The Industrial Revolution concentrated labour under one roof. As families moved into the newly-built towns around coal mines and cotton mills farm sizes got bigger and farm commodity prices increased. The introduction of the horse drawn reaper did the work of 10 scythers, which caused the Tolpuddle martyrs to go on strike in 1834. Yet tithe was far more unfair and unreasonable.

When I started farming in 1946, the cost of tithe per acre was half the cost of the going rate for rent and the church did nothing for it. That was why it was brought to an end. When our local vicar asks for a donation for the Harvest Festival, he was shocked when I told him to take what he wanted out of my tithe.

George Scales

Scales Farms, Cobblers Pieces, Abbess Roding, Ongar, Essex.

Is marijuana our salvation?

Am I to understand that Home secretary David Blunkett has given us a window of opportunity? Marijuana could be the cash crop of the future.
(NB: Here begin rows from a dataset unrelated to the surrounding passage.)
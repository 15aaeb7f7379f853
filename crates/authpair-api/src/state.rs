//! Application state shared across all handlers and middleware.

use std::sync::Arc;
use std::time::Instant;

use authpair_auth::TokenLifecycle;
use authpair_core::config::AppConfig;

/// Application state containing all shared dependencies.
///
/// Passed to every Axum handler via `State<AppState>`.
/// All fields are cheap to clone across tasks.
#[derive(Debug, Clone)]
pub struct AppState {
    /// Application configuration
    pub config: Arc<AppConfig>,
    /// Token issue/refresh engine
    pub lifecycle: Arc<TokenLifecycle>,
    /// Process start, for uptime reporting
    pub started_at: Instant,
}

impl AppState {
    /// Creates the state, stamping the start time.
    pub fn new(config: Arc<AppConfig>, lifecycle: Arc<TokenLifecycle>) -> Self {
        Self {
            config,
            lifecycle,
            started_at: Instant::now(),
        }
    }
}
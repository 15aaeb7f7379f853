//! HTTP server configuration.

use serde::{Deserialize, Serialize};

/// HTTP server configuration.
#[derive(Debug, Clone, Serialize, Deserialize)]
pub struct ServerConfig {
    /// Bind address.
    #[serde(default = "default_host")]
    pub host: String,
    /// Bind port.
    #[serde(default = "default_port")]
    pub port: u16,
    /// Whether `X-Forwarded-For` / `X-Real-IP` are trusted for the client address.
    #[serde(default = "default_true")]
    pub trust_proxy_headers: bool,
}

impl Default for ServerConfig {
    fn default() -> Self {
        Self {
            host: default_host(),
            port: default_port(),
            trust_proxy_headers: default_true(),
        }
    }
}

fn default_host() -> String {
    "0.0.0.0".to_string()
}

fn default_port() -> u16 {
    8080
}

fn default_true() -> bool {
    true
}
Surely DEFRA will endorse a crop that is not reliant on subsidy for profit. Heed will have been taken from the advice they have given us, so we will cut out the middle man and market direct, probably as self-pick farms. Who knows, stubble burning may be reintroduced due to public demand.
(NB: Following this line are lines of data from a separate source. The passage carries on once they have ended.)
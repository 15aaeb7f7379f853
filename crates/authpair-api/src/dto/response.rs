//! Response DTOs.

use serde::{Deserialize, Serialize};

use authpair_core::types::TokenPair;

/// Access/refresh pair returned by both token endpoints.
#[derive(Clone, Serialize, Deserialize)]
pub struct TokenResponse {
    /// Signed access credential.
    pub access_token: String,
    /// Opaque refresh secret.
    pub refresh_token: String,
}

impl From<TokenPair> for TokenResponse {
    fn from(pair: TokenPair) -> Self {
        Self {
            access_token: pair.access_token,
            refresh_token: pair.refresh_token,
        }
    }
}

impl std::fmt::Debug for TokenResponse {
    fn fmt(&self, f: &mut std::fmt::Formatter<'_>) -> std::fmt::Result {
        f.debug_struct("TokenResponse")
            .field("access_token", &"<redacted>")
            .field("refresh_token", &"<redacted>")
            .finish()
    }
}

/// Health check response.
#[derive(Debug, Clone, Serialize, Deserialize)]
pub struct HealthResponse {
    /// Status string.
    pub status: String,
    /// Server version.
    pub version: String,
    /// Seconds since the server started.
    pub uptime_seconds: u64,
}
Has New Labour solved the problems of CAP, modulation, over production and sustainable agriculture while saving the taxpayers millions of £s? Or is my naivety enough to get me stoned?

Austen Righton

Lower Farm, Noke, Oxford. austen.righton@dial.pipex.com

Car the culprit for lost hares?

I would like to comment on your article (News, Aug 2) on the decline of brown hares. In the past few years numbers have increased on our farm. Hares are being seen again where they have not been seen for many years.

The most noticeable predator is the car as I have seen three dead hares on the lanes around the village in the past month. These are quiet Devon lanes, so perhaps the fact that most roads are busier these days may account for some of this decline in other areas.

R A Cross

Huntsham Barton, Tiverton, Devon.

Memories of a bygone age

John Jenkins Talking Point (July 26) takes me back more than 50 years to the summer of 1951 when I had two months agricultural leave from the Army to help with the harvest.

Most of the time I did the milk round from my brothers farm and we did indeed supply papers, tobacco and occasionally post to outlying houses.

The highlight of the round was breakfast at the big house with the kitchen staff. The butler took up her ladyships breakfast with the News Of The World or the Mirror and then retired to his pantry with The Times.

Keith Jenkin

1 Trinity Walk, Leverstock Green, St Albans, Herts.

NZ does fine with low aid

A recent OECD report showed that in 1999, 70% of Swiss farmers gross farm revenue was provided by subsidies. In Norway 65% of gross farm income came from subsidies and in the US it was 21%.

In Australia and New Zealand the percentages were 0% and 1%, respectively.

With some farmers in this country trying to justify the future payment of subsidies on the basis of keeping the countryside looking beautiful, I would like to ask, how does New Zealand manage to keep that country looking so beautiful, if their farmers only get 1% of their income from subsidies?